Bob Moriarty: Well here’s the key, I don’t know. You have to wait and see how sentiment adjusts; so far the bullish sentiment on silver is still quite high even as we’ve seen selling pick up. I’m a big believer in two things: 1. Sentiment 2. The CoTs tell you where the weak hands are and how extended they are and when you’ve got a record high open interest and a record number of speculator longs you’ve got a recipe for a big move down.

CEO Technician: What do you look for to let you know that we are near a bottom or at a bottom?

Bob Moriarty: I will be looking for a DSI of 10 or below and I would be looking for net speculative length in silver futures to drop by 40,000-50,000 contracts (currently net spec length is nearly 137,000 contracts which equates to roughly US$12 billion notional).

CEO Technician: That would probably result in a lot of carnage; to see spec length reduced by 50,000 contracts would probably result in silver dropping at least another $2/ounce based upon what we’ve seen before.

Bob Moriarty: If you go back to last July we had silver at $22/ounce yet we had the same amount of bullishness we’ve seen recently. That’s an interesting divergence which I recall you also pointed out. I don’t worry about prices as much; if silver were to get down to $14 or $15 I would be thrilled. I love buying things when they are cheap and selling them when they get expensive

CEO Technician: Silver and gold are two different markets yet they are closely related. You’ve been talking about silver being a sentiment tell for the entire precious metals complex. Does it work that way?

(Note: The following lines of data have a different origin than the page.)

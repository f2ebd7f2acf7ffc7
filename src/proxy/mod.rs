// This Source Code Form is subject to the terms of the Mozilla Public
// License, v. 2.0. If a copy of the MPL was not distributed with this
// file, You can obtain one at https://mozilla.org/MPL/2.0/.

//! Generated types at run time – dispatch tables, instances, the super
//! invocation bridge and the [`ProxyClass`] handle.
//!
//! A call on an [`Instance`] looks up the slot of the resolved method and
//! either runs the original body, runs the interceptor bound at generation
//! time, or fails because there is no behavior to run.  Matchers are never
//! evaluated here.

mod bridge;
mod class;
mod dispatch;
mod instance;


pub use bridge::SuperInvoke;
pub use class::{ProxyClass, ProxyType};
pub use dispatch::{DispatchTable, Slot};
pub use instance::Instance;
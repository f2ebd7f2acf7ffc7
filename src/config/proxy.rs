// This Source Code Form is subject to the terms of the Mozilla Public
// License, v. 2.0. If a copy of the MPL was not distributed with this
// file, You can obtain one at https://mozilla.org/MPL/2.0/.

//! Engine configuration, read from the `proxy` key.

use serde::{Deserialize, Serialize};

use crate::backend::{INTERCEPTING, INTERFACE, SUBCLASS};
use crate::logging::config::LoggingConfig;
use crate::rules::RuleConfig;

/// Main engine configuration
#[derive(Debug, Clone, Serialize, Deserialize)]
pub struct ProxyConfig {
    /// Backend names in priority order, highest first
    #[serde(default = "default_backends")]
    pub backends: Vec<String>,

    /// Logging configuration
    #[serde(default)]
    pub logging: LoggingConfig,

    /// Rules applied by `Surrogate::proxy_class_from_config`
    #[serde(default)]
    pub rules: Vec<RuleConfig>,
}

fn default_backends() -> Vec<String> {
    vec![
        INTERCEPTING.to_string(),
        SUBCLASS.to_string(),
        INTERFACE.to_string(),
    ]
}

impl Default for ProxyConfig {
    fn default() -> Self {
        Self {
            backends: default_backends(),
            logging: LoggingConfig::default(),
            rules: Vec::new(),
        }
    }
}
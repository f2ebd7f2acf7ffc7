// This Source Code Form is subject to the terms of the Mozilla Public
// License, v. 2.0. If a copy of the MPL was not distributed with this
// file, You can obtain one at https://mozilla.org/MPL/2.0/.

//! Super invocation – running a method's original body from an interceptor.

use crate::core::{MethodDescriptor, ProxyError, Value};
use super::Instance;

/// Handle to the un-intercepted behavior of one method of one instance.
///
/// A fresh bridge is created for every intercepted call. Invoking it runs the
/// original body directly and never goes back through the dispatch table
/// entry of the same method.
#[derive(Debug)]
pub struct SuperInvoke<'a> {
    instance: &'a Instance,
    method: &'a MethodDescriptor,
}

impl<'a> SuperInvoke<'a> {
    pub(crate) fn new(instance: &'a Instance, method: &'a MethodDescriptor) -> Self {
        Self { instance, method }
    }

    /// Returns true if the method has an original body to run.
    pub fn has_super(&self) -> bool {
        !self.method.is_abstract()
    }

    pub fn method(&self) -> &MethodDescriptor {
        self.method
    }

    /// Run the original body with `args`.
    pub fn invoke(&self, args: &[Value]) -> Result<Value, ProxyError> {
        let body = self.method.body().ok_or_else(|| ProxyError::NoSuperBehavior {
            type_name: self.method.declaring_type.clone(),
            method: self.method.signature.to_string(),
        })?;
        self.method.check_args(args)?;
        body(self.instance, args)
    }
}
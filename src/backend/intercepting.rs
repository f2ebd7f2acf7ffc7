// This Source Code Form is subject to the terms of the Mozilla Public
// License, v. 2.0. If a copy of the MPL was not distributed with this
// file, You can obtain one at https://mozilla.org/MPL/2.0/.

//! Intercepting backend – the default, handles classes and interfaces.

use super::{emit_interface, emit_subclass, AbstractPolicy, Backend, Capabilities, INTERCEPTING};
use crate::cache::LoadingContext;
use crate::core::{ProxyError, TargetType, TypeKind};
use crate::proxy::ProxyType;
use crate::rules::RuleSet;

/// Subclasses classes and implements interfaces. Unlike the interface
/// backend, an interface proxy is only instantiable once every abstract
/// method is covered by a rule.
#[derive(Debug, Default)]
pub struct InterceptingBackend;

impl Backend for InterceptingBackend {
    fn name(&self) -> &str {
        INTERCEPTING
    }

    fn capabilities(&self) -> Capabilities {
        Capabilities {
            interfaces: true,
            classes: true,
        }
    }

    fn generate(
        &self,
        target: &TargetType,
        rules: &RuleSet,
        context: &LoadingContext,
    ) -> Result<ProxyType, ProxyError> {
        match target.kind() {
            TypeKind::Interface => {
                emit_interface(INTERCEPTING, target, rules, context, AbstractPolicy::LeaveAbstract)
            }
            _ => emit_subclass(INTERCEPTING, target, rules, context),
        }
    }
}
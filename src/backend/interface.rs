// This Source Code Form is subject to the terms of the Mozilla Public
// License, v. 2.0. If a copy of the MPL was not distributed with this
// file, You can obtain one at https://mozilla.org/MPL/2.0/.

//! Interface backend – dynamic implementations of interfaces.

use super::{emit_interface, AbstractPolicy, Backend, Capabilities, INTERFACE};
use crate::cache::LoadingContext;
use crate::core::{ProxyError, TargetType};
use crate::proxy::ProxyType;
use crate::rules::RuleSet;

/// Implements an interface on the fly. The result is always constructible
/// with no arguments: abstract methods no rule matched fail with
/// `NoSuperBehavior` when called.
#[derive(Debug, Default)]
pub struct InterfaceBackend;

impl Backend for InterfaceBackend {
    fn name(&self) -> &str {
        INTERFACE
    }

    fn capabilities(&self) -> Capabilities {
        Capabilities {
            interfaces: true,
            classes: false,
        }
    }

    fn generate(
        &self,
        target: &TargetType,
        rules: &RuleSet,
        context: &LoadingContext,
    ) -> Result<ProxyType, ProxyError> {
        emit_interface(INTERFACE, target, rules, context, AbstractPolicy::Stub)
    }
}
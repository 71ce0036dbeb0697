//! SharePoint service implementations.

mod files;
mod folders;
mod lists;
mod sites;

pub use files::*;
pub use folders::*;
pub use lists::*;
pub use sites::*;

use crate::errors::{RequestError, SharePointError, SharePointResult};
use percent_encoding::{utf8_percent_encode, AsciiSet, NON_ALPHANUMERIC};

/// Characters escaped in item paths; `/` separates segments and stays literal.
const PATH_SEGMENT: &AsciiSet = &NON_ALPHANUMERIC
    .remove(b'_')
    .remove(b'.')
    .remove(b'-')
    .remove(b'~')
    .remove(b'/');

/// Percent-encodes a drive-relative path, trimming surrounding slashes.
pub(crate) fn encode_path(path: &str) -> String {
    utf8_percent_encode(path.trim_matches('/'), PATH_SEGMENT).to_string()
}

/// `drives/{d}/root:/{path}`, or the drive root when no path is given.
pub(crate) fn item_path(drive_id: &str, path: Option<&str>) -> String {
    match path.map(encode_path).filter(|p| !p.is_empty()) {
        Some(p) => format!("drives/{}/root:/{}", drive_id, p),
        None => format!("drives/{}/root", drive_id),
    }
}

/// Addresses an action or facet below an item, e.g. `children` or `content`.
pub(crate) fn item_action(drive_id: &str, path: Option<&str>, action: &str) -> String {
    match path.map(encode_path).filter(|p| !p.is_empty()) {
        Some(p) => format!("drives/{}/root:/{}:/{}", drive_id, p, action),
        None => format!("drives/{}/root/{}", drive_id, action),
    }
}

/// Rejects empty identifiers before any request is made.
pub(crate) fn require(name: &str, value: &str) -> SharePointResult<()> {
    if value.trim().is_empty() {
        return Err(SharePointError::Request(RequestError::MissingParameter(
            format!("{} is required", name),
        )));
    }
    Ok(())
}
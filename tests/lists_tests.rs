//! Integration tests for the lists service.

mod common;

use common::*;
use integrations_sharepoint::mocks::MockHttpTransport;
use integrations_sharepoint::transport::HttpMethod;
use integrations_sharepoint::SharePointError;
use serde_json::{json, Map, Value};
use std::sync::Arc;

fn column(name: &str, required: bool) -> Value {
    json!({
        "id": format!("col-{}", name),
        "name": name,
        "displayName": name,
        "description": "",
        "columnGroup": "Custom Columns",
        "enforceUniqueValues": false,
        "hidden": false,
        "indexed": false,
        "readOnly": false,
        "required": required,
    })
}

#[tokio::test]
async fn test_list_lists() {
    let transport = Arc::new(MockHttpTransport::new());
    transport.enqueue_json(
        200,
        json!({
            "value": [
                {
                    "id": "list-1",
                    "name": "Tasks",
                    "displayName": "Tasks",
                    "createdDateTime": "2023-01-01T00:00:00Z",
                },
                {
                    "id": "list-2",
                    "displayName": "Invoices",
                    "description": "Supplier invoices",
                    "createdDateTime": "2023-02-01T00:00:00Z",
                }
            ]
        }),
    );
    let client = client(transport.clone());

    let response = client.lists().list_lists(SITE).await.unwrap();

    let lists = response.content.unwrap();
    assert_eq!(lists.len(), 2);
    assert_eq!(lists[0].name.as_deref(), Some("Tasks"));
    assert_eq!(lists[1].name, None);
    assert_eq!(lists[1].description.as_deref(), Some("Supplier invoices"));
    transport.verify_request(0, HttpMethod::Get, "/sites/contoso.sharepoint.com,1111,2222/lists");
}

#[tokio::test]
async fn test_list_list_columns() {
    let transport = Arc::new(MockHttpTransport::new());
    transport.enqueue_json(
        200,
        json!({"value": [column("Title", true), column("Status", false)]}),
    );
    let client = client(transport.clone());

    let response = client.lists().list_list_columns(SITE, "list-1").await.unwrap();

    let columns = response.content.unwrap();
    assert_eq!(columns[0].name, "Title");
    assert!(columns[0].required);
    assert!(!columns[1].required);
    assert_eq!(columns[1].column_group, "Custom Columns");
    transport.verify_request(0, HttpMethod::Get, "/lists/list-1/columns");
}

#[tokio::test]
async fn test_list_list_columns_rejects_partial_column() {
    let transport = Arc::new(MockHttpTransport::new());
    let mut partial = column("Status", false);
    partial.as_object_mut().unwrap().remove("hidden");
    transport.enqueue_json(200, json!({"value": [column("Title", true), partial]}));
    let client = client(transport);

    let err = client
        .lists()
        .list_list_columns(SITE, "list-1")
        .await
        .unwrap_err();

    match err {
        SharePointError::Schema(schema) => {
            assert_eq!(schema.shape(), "ListColumn");
            assert_eq!(schema.field(), "hidden");
        }
        other => panic!("unexpected error: {:?}", other),
    }
}

#[tokio::test]
async fn test_list_list_items() {
    // Arrange
    let transport = Arc::new(MockHttpTransport::new());
    transport.enqueue_json(
        200,
        json!({
            "value": [
                {"id": "1", "fields": {"Title": "Fix roof", "Status": "Open"}},
                {"id": "2", "fields": {"Title": "Paint fence", "Status": "Done"}}
            ]
        }),
    );
    let client = client(transport.clone());

    // Act
    let response = client
        .lists()
        .list_list_items(SITE, "list-1", "Title,Status")
        .await
        .unwrap();

    // Assert
    let items = response.content.unwrap();
    assert_eq!(items.len(), 2);
    assert_eq!(items[0]["Title"], "Fix roof");
    assert_eq!(items[1]["Status"], "Done");
    assert!(items[0].get("id").is_none());

    transport.verify_request(0, HttpMethod::Get, "/lists/list-1/items");
    transport.verify_header(0, "accept", "application/json;odata.metadata=none");
    let request = transport.last_request().unwrap();
    assert_eq!(request.query("select").as_deref(), Some("Title,Status"));
    assert_eq!(request.query("expand").as_deref(), Some("fields"));
}

#[tokio::test]
async fn test_list_list_items_without_fields_object() {
    let transport = Arc::new(MockHttpTransport::new());
    transport.enqueue_json(200, json!({"value": [{"id": "1"}]}));
    let client = client(transport);

    let result = client.lists().list_list_items(SITE, "list-1", "Title").await;

    assert!(matches!(result, Err(SharePointError::Response(_))));
}

#[tokio::test]
async fn test_delete_list_item() {
    let transport = Arc::new(MockHttpTransport::new());
    transport.enqueue_empty_response(204);
    let client = client(transport.clone());

    let response = client
        .lists()
        .delete_list_item(SITE, "list-1", "7")
        .await
        .unwrap();

    assert!(response.has_content());
    transport.verify_request(0, HttpMethod::Delete, "/lists/list-1/items/7");
}

#[tokio::test]
async fn test_delete_list_item_only_accepts_no_content() {
    let transport = Arc::new(MockHttpTransport::new());
    transport.enqueue_json(200, json!({}));
    let client = client(transport);

    let response = client
        .lists()
        .delete_list_item(SITE, "list-1", "7")
        .await
        .unwrap();

    assert_eq!(response.status_code(), 200);
    assert!(!response.has_content());
    assert!(matches!(
        response.into_result(),
        Err(SharePointError::Server(_))
    ));
}

#[tokio::test]
async fn test_add_list_item() {
    let transport = Arc::new(MockHttpTransport::new());
    transport.enqueue_json(
        201,
        json!({
            "id": "8",
            "webUrl": "https://contoso.sharepoint.com/sites/Finance/Lists/Tasks/8_.000",
            "createdDateTime": "2024-04-01T00:00:00Z",
            "fields": {"Title": "Order paper"},
        }),
    );
    let client = client(transport.clone());
    let mut fields = Map::new();
    fields.insert("Title".to_string(), json!("Order paper"));
    fields.insert("Priority".to_string(), json!(2));

    let response = client
        .lists()
        .add_list_item(SITE, "list-1", fields)
        .await
        .unwrap();

    assert_eq!(response.status_code(), 201);
    assert_eq!(response.content.unwrap().id, "8");
    transport.verify_request(0, HttpMethod::Post, "/lists/list-1/items");
    transport.verify_header(0, "content-type", "application/json");
    assert_eq!(
        transport.last_request().unwrap().json(),
        json!({"fields": {"Title": "Order paper", "Priority": 2}})
    );
}

#[tokio::test]
async fn test_add_list_item_validation_failure() {
    let transport = Arc::new(MockHttpTransport::new());
    transport.enqueue_json_response(
        400,
        &graph_error("invalidRequest", "Field 'Priority' is not recognized"),
    );
    let client = client(transport);

    let response = client
        .lists()
        .add_list_item(SITE, "list-1", Map::new())
        .await
        .unwrap();

    assert!(response.content.is_none());
    assert!(matches!(
        response.into_result(),
        Err(SharePointError::Request(_))
    ));
}
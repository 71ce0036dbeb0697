//! Request bodies sent to the Graph API.

use serde::Serialize;
use serde_json::{Map, Value};

/// How the service resolves a name collision when creating an item.
#[derive(Debug, Clone, Copy, PartialEq, Eq, Serialize, Default)]
#[serde(rename_all = "lowercase")]
pub enum ConflictBehavior {
    /// Fail the request.
    Fail,
    /// Pick a new unique name.
    Rename,
    /// Overwrite the existing item.
    #[default]
    Replace,
}

/// Empty facet marking an item as a folder.
#[derive(Debug, Clone, Default, Serialize)]
pub struct FolderFacet {}

/// Request to create a folder.
#[derive(Debug, Clone, Serialize)]
pub struct CreateFolderRequest {
    /// Folder name.
    pub name: String,
    /// Folder facet.
    pub folder: FolderFacet,
    /// Collision handling.
    #[serde(rename = "@microsoft.graph.conflictBehavior")]
    pub conflict_behavior: ConflictBehavior,
}

impl CreateFolderRequest {
    /// Creates a request that replaces an existing folder of the same name.
    pub fn new(name: impl Into<String>) -> Self {
        Self {
            name: name.into(),
            folder: FolderFacet::default(),
            conflict_behavior: ConflictBehavior::Replace,
        }
    }
}

/// Request to rename an item.
#[derive(Debug, Clone, Serialize)]
pub struct RenameItemRequest {
    /// New name.
    pub name: String,
}

/// Reference to a parent location.
#[derive(Debug, Clone, Default, Serialize)]
#[serde(rename_all = "camelCase")]
pub struct ItemReference {
    /// Parent item ID.
    #[serde(skip_serializing_if = "Option::is_none")]
    pub id: Option<String>,
    /// Drive ID.
    #[serde(skip_serializing_if = "Option::is_none")]
    pub drive_id: Option<String>,
    /// Drive type.
    #[serde(skip_serializing_if = "Option::is_none")]
    pub drive_type: Option<String>,
    /// Path of the parent (`/drives/{id}/root:/...`).
    #[serde(skip_serializing_if = "Option::is_none")]
    pub path: Option<String>,
}

/// Request to copy an item.
#[derive(Debug, Clone, Serialize)]
#[serde(rename_all = "camelCase")]
pub struct CopyItemRequest {
    /// Destination folder.
    pub parent_reference: ItemReference,
    /// Name for the copy.
    #[serde(skip_serializing_if = "Option::is_none")]
    pub name: Option<String>,
}

impl CopyItemRequest {
    /// Copies into `target_path` of the same document library.
    pub fn within_drive(drive_id: &str, target_path: &str, new_name: Option<String>) -> Self {
        Self {
            parent_reference: ItemReference {
                drive_id: Some(drive_id.to_string()),
                drive_type: Some("documentLibrary".to_string()),
                path: Some(format!("/drives/{}/root:/{}", drive_id, target_path)),
                ..Default::default()
            },
            name: new_name,
        }
    }
}

/// Request to move an item.
#[derive(Debug, Clone, Serialize)]
#[serde(rename_all = "camelCase")]
pub struct MoveItemRequest {
    /// Destination folder.
    pub parent_reference: ItemReference,
    /// Name at the destination.
    #[serde(skip_serializing_if = "Option::is_none")]
    pub name: Option<String>,
}

impl MoveItemRequest {
    /// Moves into the folder with `folder_id`.
    pub fn to_folder(folder_id: impl Into<String>, new_name: Option<String>) -> Self {
        Self {
            parent_reference: ItemReference {
                id: Some(folder_id.into()),
                ..Default::default()
            },
            name: new_name,
        }
    }
}

/// Request to add a list item.
#[derive(Debug, Clone, Serialize)]
pub struct AddListItemRequest {
    /// Column values keyed by internal column name.
    pub fields: Map<String, Value>,
}
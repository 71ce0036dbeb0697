//! Mock implementations for testing.
//!
//! These let the services run against canned responses without network
//! access or real credentials.

use crate::auth::{AccessToken, AuthProvider};
use crate::errors::{AuthenticationError, TransportError};
use crate::transport::{
    ByteStream, HttpMethod, HttpRequest, HttpResponse, HttpTransport, RequestBody,
    StreamingResponse,
};
use async_trait::async_trait;
use bytes::Bytes;
use chrono::{Duration, Utc};
use futures::{stream, StreamExt};
use reqwest::header::{HeaderMap, HeaderValue, CONTENT_TYPE};
use reqwest::StatusCode;
use std::collections::VecDeque;
use std::sync::atomic::{AtomicUsize, Ordering};
use std::sync::{Arc, Mutex};
use url::Url;

/// A request as seen by [`MockHttpTransport`], with its body collected.
#[derive(Debug, Clone)]
pub struct RecordedRequest {
    /// HTTP method.
    pub method: HttpMethod,
    /// Request URL.
    pub url: Url,
    /// Request headers.
    pub headers: HeaderMap,
    /// Request body; empty when none was sent.
    pub body: Bytes,
}

impl RecordedRequest {
    /// Parses the body as JSON.
    pub fn json(&self) -> serde_json::Value {
        serde_json::from_slice(&self.body).unwrap_or(serde_json::Value::Null)
    }

    /// Value of a query parameter.
    pub fn query(&self, key: &str) -> Option<String> {
        self.url
            .query_pairs()
            .find(|(k, _)| k == key)
            .map(|(_, v)| v.into_owned())
    }
}

/// Mock HTTP transport for testing.
///
/// Responses are served in the order they were enqueued. Streaming requests
/// take from the streaming queue first and fall back to the regular queue.
///
/// # Example
///
/// ```
/// use integrations_sharepoint::mocks::MockHttpTransport;
/// use integrations_sharepoint::transport::{HttpMethod, HttpRequest, HttpTransport};
/// use url::Url;
///
/// # async fn example() {
/// let transport = MockHttpTransport::new();
/// transport.enqueue_json_response(200, r#"{"id": "1"}"#);
///
/// let url = Url::parse("https://graph.microsoft.com/v1.0/sites/1").unwrap();
/// let response = transport.send(HttpRequest::new(HttpMethod::Get, url)).await.unwrap();
/// assert_eq!(response.status.as_u16(), 200);
///
/// transport.verify_request_count(1);
/// # }
/// ```
pub struct MockHttpTransport {
    responses: Arc<Mutex<VecDeque<Result<HttpResponse, TransportError>>>>,
    streaming_responses: Arc<Mutex<VecDeque<Result<(StatusCode, Vec<StreamChunk>), TransportError>>>>,
    requests: Arc<Mutex<Vec<RecordedRequest>>>,
}

impl MockHttpTransport {
    /// Create a new mock HTTP transport.
    pub fn new() -> Self {
        Self {
            responses: Arc::new(Mutex::new(VecDeque::new())),
            streaming_responses: Arc::new(Mutex::new(VecDeque::new())),
            requests: Arc::new(Mutex::new(Vec::new())),
        }
    }

    /// Enqueue a response to be returned by the next request.
    pub fn enqueue_response(&self, response: Result<HttpResponse, TransportError>) {
        self.responses.lock().unwrap().push_back(response);
    }

    /// Enqueue a JSON response with the given status code and body.
    pub fn enqueue_json_response(&self, status: u16, body: &str) {
        let mut headers = HeaderMap::new();
        headers.insert(CONTENT_TYPE, HeaderValue::from_static("application/json"));

        self.enqueue_response(Ok(HttpResponse::new(
            status_code(status),
            headers,
            Bytes::from(body.to_string()),
        )));
    }

    /// Enqueue a JSON response built from a value.
    pub fn enqueue_json(&self, status: u16, body: serde_json::Value) {
        self.enqueue_json_response(status, &body.to_string());
    }

    /// Enqueue a response without a body.
    pub fn enqueue_empty_response(&self, status: u16) {
        self.enqueue_response(Ok(HttpResponse::new(
            status_code(status),
            HeaderMap::new(),
            Bytes::new(),
        )));
    }

    /// Enqueue a transport error.
    pub fn enqueue_error(&self, error: TransportError) {
        self.enqueue_response(Err(error));
    }

    /// Enqueue a streaming response with multiple chunks.
    pub fn enqueue_streaming_response(&self, status: u16, chunks: Vec<Bytes>) {
        self.streaming_responses
            .lock()
            .unwrap()
            .push_back(Ok((status_code(status), chunks.into_iter().map(Ok).collect())));
    }

    /// Enqueue a streaming response whose body fails after `chunks`.
    pub fn enqueue_interrupted_stream(&self, status: u16, chunks: Vec<Bytes>, error: TransportError) {
        let mut body: Vec<StreamChunk> = chunks.into_iter().map(Ok).collect();
        body.push(Err(error));
        self.streaming_responses
            .lock()
            .unwrap()
            .push_back(Ok((status_code(status), body)));
    }

    /// Enqueue a streaming error.
    pub fn enqueue_streaming_error(&self, error: TransportError) {
        self.streaming_responses.lock().unwrap().push_back(Err(error));
    }

    /// Get all requests that were made.
    pub fn get_requests(&self) -> Vec<RecordedRequest> {
        self.requests.lock().unwrap().clone()
    }

    /// Get the last request that was made.
    pub fn last_request(&self) -> Option<RecordedRequest> {
        self.requests.lock().unwrap().last().cloned()
    }

    /// Verify that exactly `expected` requests were made.
    pub fn verify_request_count(&self, expected: usize) {
        let actual = self.requests.lock().unwrap().len();
        assert_eq!(actual, expected, "Expected {} requests, got {}", expected, actual);
    }

    /// Clear all recorded requests.
    pub fn clear_requests(&self) {
        self.requests.lock().unwrap().clear();
    }

    /// Verify that a request was made with the expected method and URL path suffix.
    pub fn verify_request(&self, index: usize, method: HttpMethod, path_suffix: &str) {
        let requests = self.requests.lock().unwrap();
        assert!(index < requests.len(), "No request at index {}", index);

        let request = &requests[index];
        assert_eq!(request.method, method, "Expected method {:?}, got {:?}", method, request.method);
        assert!(
            request.url.path().ends_with(path_suffix),
            "Expected URL path to end with '{}', got '{}'",
            path_suffix,
            request.url.path()
        );
    }

    /// Verify that a request contains a specific header.
    pub fn verify_header(&self, index: usize, header_name: &str, header_value: &str) {
        let requests = self.requests.lock().unwrap();
        assert!(index < requests.len(), "No request at index {}", index);

        let actual_value = requests[index]
            .headers
            .get(header_name)
            .and_then(|v| v.to_str().ok());
        assert_eq!(
            actual_value,
            Some(header_value),
            "Expected header '{}' to be '{}', got {:?}",
            header_name,
            header_value,
            actual_value
        );
    }

    async fn record(&self, request: HttpRequest) -> Result<(), TransportError> {
        let body = match request.body {
            None | Some(RequestBody::Empty) => Bytes::new(),
            Some(RequestBody::Bytes(bytes)) => bytes,
            Some(RequestBody::Stream(mut body)) => {
                let mut buf = Vec::new();
                while let Some(chunk) = body.next().await {
                    let chunk = chunk.map_err(|e| TransportError::Network(e.to_string()))?;
                    buf.extend_from_slice(&chunk);
                }
                Bytes::from(buf)
            }
        };

        self.requests.lock().unwrap().push(RecordedRequest {
            method: request.method,
            url: request.url,
            headers: request.headers,
            body,
        });
        Ok(())
    }

    fn next_response(&self) -> Result<HttpResponse, TransportError> {
        self.responses.lock().unwrap().pop_front().unwrap_or_else(|| {
            Err(TransportError::Network(
                "No response configured in MockHttpTransport".to_string(),
            ))
        })
    }
}

impl Default for MockHttpTransport {
    fn default() -> Self {
        Self::new()
    }
}

type StreamChunk = Result<Bytes, TransportError>;

fn status_code(status: u16) -> StatusCode {
    StatusCode::from_u16(status).unwrap_or(StatusCode::INTERNAL_SERVER_ERROR)
}

#[async_trait]
impl HttpTransport for MockHttpTransport {
    async fn send(&self, request: HttpRequest) -> Result<HttpResponse, TransportError> {
        self.record(request).await?;
        self.next_response()
    }

    async fn send_streaming(
        &self,
        request: HttpRequest,
    ) -> Result<StreamingResponse, TransportError> {
        self.record(request).await?;

        let queued = self.streaming_responses.lock().unwrap().pop_front();
        let (status, headers, chunks) = match queued {
            Some(result) => {
                let (status, chunks) = result?;
                (status, HeaderMap::new(), chunks)
            }
            None => {
                let response = self.next_response()?;
                (response.status, response.headers, vec![Ok(response.body)])
            }
        };

        Ok(StreamingResponse {
            status,
            headers,
            body: ByteStream::new(stream::iter(chunks)),
        })
    }
}

/// Mock authentication provider for testing.
///
/// Hands out a fixed bearer token and counts how often it was asked.
///
/// ```
/// use integrations_sharepoint::mocks::MockAuthProvider;
/// use integrations_sharepoint::auth::AuthProvider;
///
/// # async fn example() {
/// let auth = MockAuthProvider::new("test-token");
/// let token = auth.get_access_token().await.unwrap();
/// assert_eq!(token.authorization_header(), "Bearer test-token");
/// assert_eq!(auth.call_count(), 1);
/// # }
/// ```
pub struct MockAuthProvider {
    token: String,
    failure: Option<String>,
    calls: AtomicUsize,
}

impl MockAuthProvider {
    /// Create a provider returning `token`.
    pub fn new(token: &str) -> Self {
        Self {
            token: token.to_string(),
            failure: None,
            calls: AtomicUsize::new(0),
        }
    }

    /// Create a provider whose token requests always fail.
    pub fn failing(message: &str) -> Self {
        Self {
            token: String::new(),
            failure: Some(message.to_string()),
            calls: AtomicUsize::new(0),
        }
    }

    /// Number of token requests served.
    pub fn call_count(&self) -> usize {
        self.calls.load(Ordering::SeqCst)
    }
}

#[async_trait]
impl AuthProvider for MockAuthProvider {
    async fn get_access_token(&self) -> Result<AccessToken, AuthenticationError> {
        self.calls.fetch_add(1, Ordering::SeqCst);
        match &self.failure {
            Some(message) => Err(AuthenticationError::TokenRequestFailed(message.clone())),
            None => Ok(AccessToken::new(
                self.token.clone(),
                "Bearer",
                Utc::now() + Duration::hours(1),
                Vec::new(),
            )),
        }
    }

    async fn refresh_token(&self) -> Result<AccessToken, AuthenticationError> {
        self.get_access_token().await
    }

    fn is_expired(&self) -> bool {
        false
    }
}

Bob Moriarty: Silver bugs are absolutely insane and when they get crazy bullish that’s near the tail end of any market rally. They don’t listen to any facts whatsoever, they think silver is going to $100/ounce tomorrow. They’re just totally nuts. If you want to measure sentiment in the precious metals, and I’m talking all precious metals, then you want to watch silver. Silver is where the nuts congregate. David Morgan is the only guy who writes about silver who doesn’t wear a tin foil hat when he writes. The rest are totally loco. I mean shit-house rat crazy.

CEO Technician: A couple of questions from the CEO.ca stream. We have a question regarding the situation in the gold miner ETFs, particularly the GDXJ/JNUG fiasco which has certainly weighed on many mid-tier gold producers. What’s your take on the GDXJ rebalance and the decision by JNUG to stop creating new units?

Bob Moriarty: It’s a really interesting situation and a big problem with the juniors we’ve seen literally going all the way back to 2008 is the ease of which people can invest without picking a company. With the GLD and SLV investors could get gold and silver exposure instantly, taking away potential buying from junior miners. Even after junior miner ETFs were created they became too big and were no longer able to invest in the gold juniors.

I have serious concerns about the long term viability of ETFs. I am a believer in real assets and junior & senior gold miners are real assets. Investing in an ETF means that you don’t own Mariana because before the recent takeover it wasn’t large enough to be included in the GDXJ. ETFs will eventually blow sky-high, maybe not tomorrow, maybe not next year, but when the financial system goes it’s going to take every ETF with it.

There are ETFs on ETFs now. They appear to be a good thing but they are becoming increasingly dangerous due to their sheer size. Everything is an ETF now and we are getting too much of a good thing.

CEO Technician: What do you think about the theory that despite the recent hiccups, the large inflows into the GDXJ, JNUG, etc. are actually a very bullish phenomenon for the gold sector longer term because it demonstrates how disproportionately fund flows affect the sector due to its relatively small size?

Bob Moriarty: Let me tell you what is going to happen. I was in the market in 1970 and I sold a week early in January 1980. I am very proud of that because you always want to sell early. I’ve been through this and I’ve seen a silver/gold mania. If people think the Nasdaq in 2000 or US real estate in 2005/2006 was a bubble they haven’t seen anything. When the market really wakes up we’re going to see a bubble like no other in the junior mining sector. You will see the biggest piece of crap juniors run by ex-taxi drivers go up 50x.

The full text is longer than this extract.